### EXCERPTED RECORDS
::::

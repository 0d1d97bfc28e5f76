use std::{env, str::FromStr};

use crate::{diagnostics, format, Error};

#[derive(Debug, Default, Clone)]
pub struct Config {
    pub format: format::Config,
    pub diagnostics: diagnostics::Config,
}

impl Config {
    pub fn from_env() -> Result<Self, Error> {
        let mut config = Config::default();

        read_environment(&mut config.format.host, "KIBANA_HOST")?;
        read_environment(&mut config.format.app_code, "KIBANA_APP_CODE")?;
        read_environment(&mut config.format.app_version, "KIBANA_APP_VERSION")?;

        if is_truthy("KIBANA_ENABLE_DIAGNOSTICS")? {
            config.diagnostics.min_level = diagnostics::Level::Debug;
        }

        Ok(config)
    }
}

fn is_truthy(name: impl AsRef<str>) -> Result<bool, Error> {
    match env::var(name.as_ref()) {
        // The evironment variable contains a truthy value
        Ok(ref v) if v == "True" || v == "true" => Ok(true),
        // The environment variable is not set or doesn't contain
        // a truthy value
        Ok(_) | Err(env::VarError::NotPresent) => Ok(false),
        // The environment variable is invalid
        Err(e) => Err(e)?,
    }
}

fn read_environment<T>(into: &mut T, name: impl AsRef<str>) -> Result<(), Error>
where
    T: FromStr,
    Error: From<T::Err>,
{
    match env::var(name.as_ref()) {
        // The environment variable exists, but is empty
        Ok(ref v) if v == "" => Ok(()),
        // The environment variable does not exist
        Err(env::VarError::NotPresent) => Ok(()),
        // The environment variable is invalid
        Err(e) => Err(e)?,
        // The environment variable has a value
        Ok(v) => {
            *into = T::from_str(&v)?;

            Ok(())
        }
    }
}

::::

### WHAT IS NEEDED
In the listing above, find every line with the word "value" and copy it.

### RESULT FOR THIS TASK
        // The evironment variable contains a truthy value
        // a truthy value
        // The environment variable has a value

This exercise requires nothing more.